United States District Court, D. Maine

May 17, 2016

BERT JOHN ALLEN, III, Plaintiff
v.
UNITED STATES ATTORNEY GENERAL, et al., Defendants

          ORDER GRANTING LEAVE TO PROCEED IN FORMA PAUPERIS, RULING ON CERTAIN PENDING MOTIONS, AND RECOMMENDING DISMISSAL OF THE CASE IN ITS ENTIRETY

          JOHN H. RICH III UNITED STATES MAGISTRATE JUDGE.

         The plaintiff, proceeding pro se, alleges federal constitutional violations against a long list of putative defendants, including the attorneys general of the United States and the states of Maine and New Hampshire; appears to challenge a New Hampshire statute and various federal statutes; and objects to the alleged secret use of certain forms of technology by law enforcement agencies.

         The following motions filed by the plaintiff have been referred to me: Motion for return of service form (ECF No. 3); Motion for leave 12/14/2015 to [F]eb. 3[, ] 2016 (ECF No. 4); Motion for Extension of Time (ECF No. 10); Motion for Appointment of Standby Attorney (ECF No. 11); Motion to Proceed In Forma Pauperis (ECF No. 13); Motion to Seal (ECF No. 19); Motion to Proceed In Forma Pauperis (ECF No. 21); Motion to Add Expert Witnesses (ECF No. 24); Motion for Service (ECF No. 25); Motion for time of service by [U]nited [S]tates [M]arshals (ECF No. 30); Motion to add governor as a key witness (ECF No. 33); Motion for Extension of Time (ECF No. 34); Motion for sanction (ECF No. 35); and Motion to Extend Time (ECF No. 41).
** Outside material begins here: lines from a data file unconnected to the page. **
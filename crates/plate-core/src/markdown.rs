//! Markdown interchange for documents.
//!
//! Supported blocks: paragraphs, fenced code blocks and dividers. Supported
//! marks: bold, italic, strikethrough, inline code and links. Inline voids go
//! through the [`VoidCodec`](crate::VoidCodec) registered for their kind.

use pulldown_cmark::{CodeBlockKind, Event, Options, Parser, Tag, TagEnd};

use crate::core::{Document, ElementNode, Marks, Node, TextNode};
use crate::plugin::{PluginRegistry, VoidDecode};

pub fn to_markdown(doc: &Document, registry: &PluginRegistry) -> String {
    let mut blocks: Vec<String> = Vec::new();
    for node in &doc.children {
        write_block(node, registry, &mut blocks);
    }
    blocks.join("\n\n")
}

fn write_block(node: &Node, registry: &PluginRegistry, out: &mut Vec<String>) {
    match node {
        Node::Void(v) if v.kind == "divider" => out.push("---".to_string()),
        Node::Void(v) => match registry.void_codec(&v.kind) {
            Some(codec) => out.push(codec.to_markdown(v)),
            None => tracing::warn!(kind = %v.kind, "no markdown codec for void; dropped"),
        },
        Node::Text(_) => out.push(write_inlines(std::slice::from_ref(node), registry)),
        Node::Element(el) if el.kind == "code_block" => out.push(write_code_block(el)),
        Node::Element(el) if registry.is_text_block(el) => {
            out.push(write_inlines(&el.children, registry));
        }
        Node::Element(el) => {
            for child in &el.children {
                write_block(child, registry, out);
            }
        }
    }
}

fn write_code_block(el: &ElementNode) -> String {
    let mut text = String::new();
    for child in &el.children {
        if let Node::Text(t) = child {
            text.push_str(&t.text);
        }
    }
    let longest = longest_run(&text, '`');
    let fence = "`".repeat(longest.max(2) + 1);
    let language = el
        .attrs
        .get("language")
        .and_then(|v| v.as_str())
        .unwrap_or("");
    format!("{fence}{language}\n{text}\n{fence}")
}

fn write_inlines(children: &[Node], registry: &PluginRegistry) -> String {
    let mut out = String::new();
    let last = children.len().saturating_sub(1);
    for (ix, child) in children.iter().enumerate() {
        match child {
            Node::Text(t) => {
                let at_start = out.is_empty();
                out.push_str(&write_text_leaf(t, at_start, ix == last));
            }
            Node::Void(v) => match registry.void_codec(&v.kind) {
                Some(codec) => out.push_str(&codec.to_markdown(v)),
                None => tracing::warn!(kind = %v.kind, "no markdown codec for void; dropped"),
            },
            Node::Element(_) => {}
        }
    }
    out
}

fn write_text_leaf(leaf: &TextNode, at_start: bool, at_end: bool) -> String {
    if leaf.text.is_empty() {
        return String::new();
    }
    let marks = &leaf.marks;

    if marks.code {
        let longest = longest_run(&leaf.text, '`');
        let ticks = "`".repeat(longest + 1);
        let pad = if leaf.text.starts_with('`') || leaf.text.ends_with('`') {
            " "
        } else {
            ""
        };
        let code = format!("{ticks}{pad}{}{pad}{ticks}", leaf.text);
        return wrap_link(code, marks.link.as_deref());
    }

    // Emphasis delimiters must hug non-whitespace.
    let trimmed_start = leaf.text.trim_start_matches([' ', '\t']);
    let leading = &leaf.text[..leaf.text.len() - trimmed_start.len()];
    let core = trimmed_start.trim_end_matches([' ', '\t']);
    let trailing = &trimmed_start[core.len()..];

    let mut body = escape_text(core, at_start && leading.is_empty());
    if !body.is_empty() {
        if marks.strikethrough {
            body = format!("~~{body}~~");
        }
        if marks.italic {
            body = format!("*{body}*");
        }
        if marks.bold {
            body = format!("**{body}**");
        }
        body = wrap_link(body, marks.link.as_deref());
    }

    format!(
        "{}{body}{}",
        encode_edge_spaces(leading, at_start),
        encode_edge_spaces(trailing, at_end)
    )
}

fn wrap_link(text: String, href: Option<&str>) -> String {
    match href {
        Some(href) => format!("[{text}]({})", link_destination(href)),
        None => text,
    }
}

/// Link target that parses back to `href`: syntax characters are
/// backslash-escaped, and targets with whitespace use the angle form.
pub fn link_destination(href: &str) -> String {
    let mut escaped = String::with_capacity(href.len());
    for ch in href.chars() {
        if matches!(ch, '\\' | '&' | '<' | '>' | '(' | ')') {
            escaped.push('\\');
        }
        escaped.push(ch);
    }
    if href.is_empty() || href.chars().any(char::is_whitespace) {
        format!("<{escaped}>")
    } else {
        escaped
    }
}

/// Spaces at the edges of a block are stripped by markdown parsers, so they
/// are written as character references there.
fn encode_edge_spaces(spaces: &str, at_edge: bool) -> String {
    if !at_edge {
        return spaces.to_string();
    }
    spaces
        .chars()
        .map(|ch| match ch {
            ' ' => "&#32;".to_string(),
            '\t' => "&#9;".to_string(),
            other => other.to_string(),
        })
        .collect()
}

/// Backslash-escapes markdown syntax in plain text.
pub fn escape_text(text: &str, at_block_start: bool) -> String {
    let mut out = String::with_capacity(text.len());
    let mut line_start = at_block_start;
    let mut leading_digits = at_block_start;

    for ch in text.chars() {
        match ch {
            '\\' | '`' | '*' | '_' | '[' | ']' | '~' | '<' | '>' | '&' | '!' | '|' => {
                out.push('\\');
                out.push(ch);
            }
            '#' | '-' | '+' | '=' if line_start => {
                out.push('\\');
                out.push(ch);
            }
            '.' | ')' if leading_digits && out.chars().last().is_some_and(|c| c.is_ascii_digit()) => {
                out.push('\\');
                out.push(ch);
            }
            '\n' => {
                out.push_str("\\\n");
                line_start = true;
                leading_digits = true;
                continue;
            }
            _ => out.push(ch),
        }
        leading_digits = leading_digits && ch.is_ascii_digit();
        line_start = false;
    }
    out
}

fn longest_run(text: &str, needle: char) -> usize {
    let mut longest = 0usize;
    let mut current = 0usize;
    for ch in text.chars() {
        if ch == needle {
            current += 1;
            longest = longest.max(current);
        } else {
            current = 0;
        }
    }
    longest
}

#[derive(Default, Clone, Copy)]
struct InlineState {
    emphasis_depth: usize,
    strong_depth: usize,
    strikethrough_depth: usize,
}

struct OpenLink {
    destination: String,
    first_run: usize,
}

struct ActiveCodeBlock {
    language: Option<String>,
    text: String,
}

pub fn from_markdown(markdown: &str, registry: &PluginRegistry) -> Document {
    let mut blocks: Vec<Node> = Vec::new();
    let mut active: Option<Vec<Node>> = None;
    let mut active_code: Option<ActiveCodeBlock> = None;
    let mut inline_state = InlineState::default();
    let mut links: Vec<OpenLink> = Vec::new();

    let parser = Parser::new_ext(markdown, Options::ENABLE_STRIKETHROUGH);
    for event in parser {
        match event {
            Event::Start(tag) => match tag {
                Tag::Paragraph | Tag::Heading { .. } | Tag::Item => {
                    finish_block(&mut blocks, &mut active);
                    active = Some(Vec::new());
                }
                Tag::CodeBlock(kind) => {
                    finish_block(&mut blocks, &mut active);
                    let language = match kind {
                        CodeBlockKind::Fenced(info) => info
                            .split_whitespace()
                            .next()
                            .map(str::to_string),
                        CodeBlockKind::Indented => None,
                    };
                    active_code = Some(ActiveCodeBlock {
                        language,
                        text: String::new(),
                    });
                }
                Tag::Emphasis => inline_state.emphasis_depth += 1,
                Tag::Strong => inline_state.strong_depth += 1,
                Tag::Strikethrough => inline_state.strikethrough_depth += 1,
                Tag::Link { dest_url, .. } => {
                    let runs = active.get_or_insert_with(Vec::new);
                    links.push(OpenLink {
                        destination: dest_url.to_string(),
                        first_run: runs.len(),
                    });
                }
                _ => {}
            },
            Event::End(tag) => match tag {
                TagEnd::Paragraph | TagEnd::Heading(_) | TagEnd::Item => {
                    finish_block(&mut blocks, &mut active);
                }
                TagEnd::CodeBlock => {
                    if let Some(code) = active_code.take() {
                        blocks.push(code_block_node(code));
                    }
                }
                TagEnd::Emphasis => {
                    inline_state.emphasis_depth = inline_state.emphasis_depth.saturating_sub(1);
                }
                TagEnd::Strong => {
                    inline_state.strong_depth = inline_state.strong_depth.saturating_sub(1);
                }
                TagEnd::Strikethrough => {
                    inline_state.strikethrough_depth =
                        inline_state.strikethrough_depth.saturating_sub(1);
                }
                TagEnd::Link => {
                    let (Some(link), Some(runs)) = (links.pop(), active.as_mut()) else {
                        continue;
                    };
                    close_link(runs, link, registry, inline_state);
                }
                _ => {}
            },
            Event::Text(text) => {
                if let Some(code) = active_code.as_mut() {
                    code.text.push_str(&text);
                    continue;
                }
                let runs = active.get_or_insert_with(Vec::new);
                let marks = marks_for(inline_state, &links);
                push_run(runs, &text, marks);
            }
            Event::Code(text) => {
                let runs = active.get_or_insert_with(Vec::new);
                let mut marks = marks_for(inline_state, &links);
                marks.code = true;
                push_run(runs, &text, marks);
            }
            Event::SoftBreak => {
                let runs = active.get_or_insert_with(Vec::new);
                push_run(runs, " ", marks_for(inline_state, &links));
            }
            Event::HardBreak => {
                let runs = active.get_or_insert_with(Vec::new);
                push_run(runs, "\n", marks_for(inline_state, &links));
            }
            Event::Rule => {
                finish_block(&mut blocks, &mut active);
                blocks.push(Node::divider());
            }
            Event::Html(text) | Event::InlineHtml(text) => {
                let runs = active.get_or_insert_with(Vec::new);
                push_run(runs, &text, marks_for(inline_state, &links));
            }
            _ => {}
        }
    }

    if let Some(code) = active_code.take() {
        blocks.push(code_block_node(code));
    }
    finish_block(&mut blocks, &mut active);

    if blocks.is_empty() {
        blocks.push(Node::paragraph(""));
    }
    Document { children: blocks }
}

fn marks_for(state: InlineState, links: &[OpenLink]) -> Marks {
    Marks {
        bold: state.strong_depth > 0,
        italic: state.emphasis_depth > 0,
        strikethrough: state.strikethrough_depth > 0,
        code: false,
        link: links.last().map(|l| l.destination.clone()),
    }
}

fn push_run(runs: &mut Vec<Node>, text: &str, marks: Marks) {
    if text.is_empty() {
        return;
    }
    if let Some(Node::Text(last)) = runs.last_mut() {
        if last.marks == marks {
            last.text.push_str(text);
            return;
        }
    }
    runs.push(Node::Text(TextNode {
        text: text.to_string(),
        marks,
    }));
}

/// Turns a finished link into an inline void when a codec claims its
/// destination.
fn close_link(
    runs: &mut Vec<Node>,
    link: OpenLink,
    registry: &PluginRegistry,
    state: InlineState,
) {
    let first = link.first_run.min(runs.len());
    let mut text = String::new();
    for run in &runs[first..] {
        if let Node::Text(t) = run {
            text.push_str(&t.text);
        }
    }

    match registry.decode_link(&text, &link.destination) {
        Some(VoidDecode::Node(void)) => {
            runs.truncate(first);
            runs.push(Node::Void(void));
        }
        Some(VoidDecode::Fallback(plain)) => {
            runs.truncate(first);
            push_run(runs, &plain, marks_for(state, &[]));
        }
        None => {}
    }
}

fn finish_block(blocks: &mut Vec<Node>, active: &mut Option<Vec<Node>>) {
    let Some(mut runs) = active.take() else {
        return;
    };
    if runs.is_empty() {
        return;
    }
    if !matches!(runs.last(), Some(Node::Text(_))) {
        runs.push(Node::text(""));
    }
    blocks.push(Node::block("paragraph", runs));
}

fn code_block_node(code: ActiveCodeBlock) -> Node {
    let mut text = code.text;
    if text.ends_with('\n') {
        text.pop();
    }
    let mut node = Node::code_block(text);
    if let (Some(language), Node::Element(el)) = (code.language, &mut node) {
        el.attrs
            .insert("language".to_string(), serde_json::Value::String(language));
    }
    node
}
Also referred is the Motion for Screening Pursuant to 28 U.S.C. § 1915(e)(2) filed by the United States Attorney General (ECF No. 22).

         I grant the plaintiff’s request for leave to proceed in forma pauperis (ECF No. 21), but recommend that the court dismiss the action with prejudice pursuant to 28 U.S.C. § 1915(e)(2)(B). If adopted by the court, this recommendation means that the remaining motions filed by the plaintiff would be moot.

         The United States Attorney General’s motion for screening under section 1915(e)(2), ECF No. 22, is unnecessary. Where a motion for leave to proceed in forma pauperis is filed in a civil action, this court reviews each complaint under that statute. Because the plaintiff has filed an objection to the United States’ motion, ECF No. 23, [1] I grant the motion, rather than dismiss it as moot. Screening under section 1915 of pro se complaints from plaintiffs who seek in forma pauperis status is within the court’s discretion. This court’s practice of performing such screenings is not subject to challenge.

         In forma pauperis status is available under 28 U.S.C. § 1915(a)(1). However, section 1915(e)(2)(B) also provides, in relevant part:

[T]he court shall dismiss the case at any time if the court determines that
(B) the action or appeal --
(i) is frivolous or malicious;
(ii) fails to state a claim on which relief may be granted; or
(iii) seeks monetary relief against a defendant who is immune from such relief.

28 U.S.C. § 1915(e)(2)(B).

         “Dismissals [under 28 U.S.C. § 1915] are often made sua sponte prior to the issuance of process, so as to spare prospective defendants the inconvenience and expense of answering such complaints.” Nietzke v. Williams, 490 U.S. 319, 324 (1989); see also Mallard v. U.S. Dist. Ct. S. D. Iowa, 490 U.S. 296, 307-08 (1989) (“Section 1915(d), for example, authorizes courts to dismiss a ‘frivolous or malicious’ action, but there is little doubt they would have power to do so even in the absence of this statutory provision.”)

         The plaintiff’s affidavit establishes that he receives $488.67 monthly in disability payments, $271.00 monthly in public assistance, and $16.00 monthly in food stamps. He essentially has no savings, he and his spouse own a 1994 Chevrolet (not otherwise specified) and a 2003 Ford Taurus, and he sends money to his spouse and child, who live overseas. He resides with his parents. He states that he borrowed the money to pay the filing fee for ...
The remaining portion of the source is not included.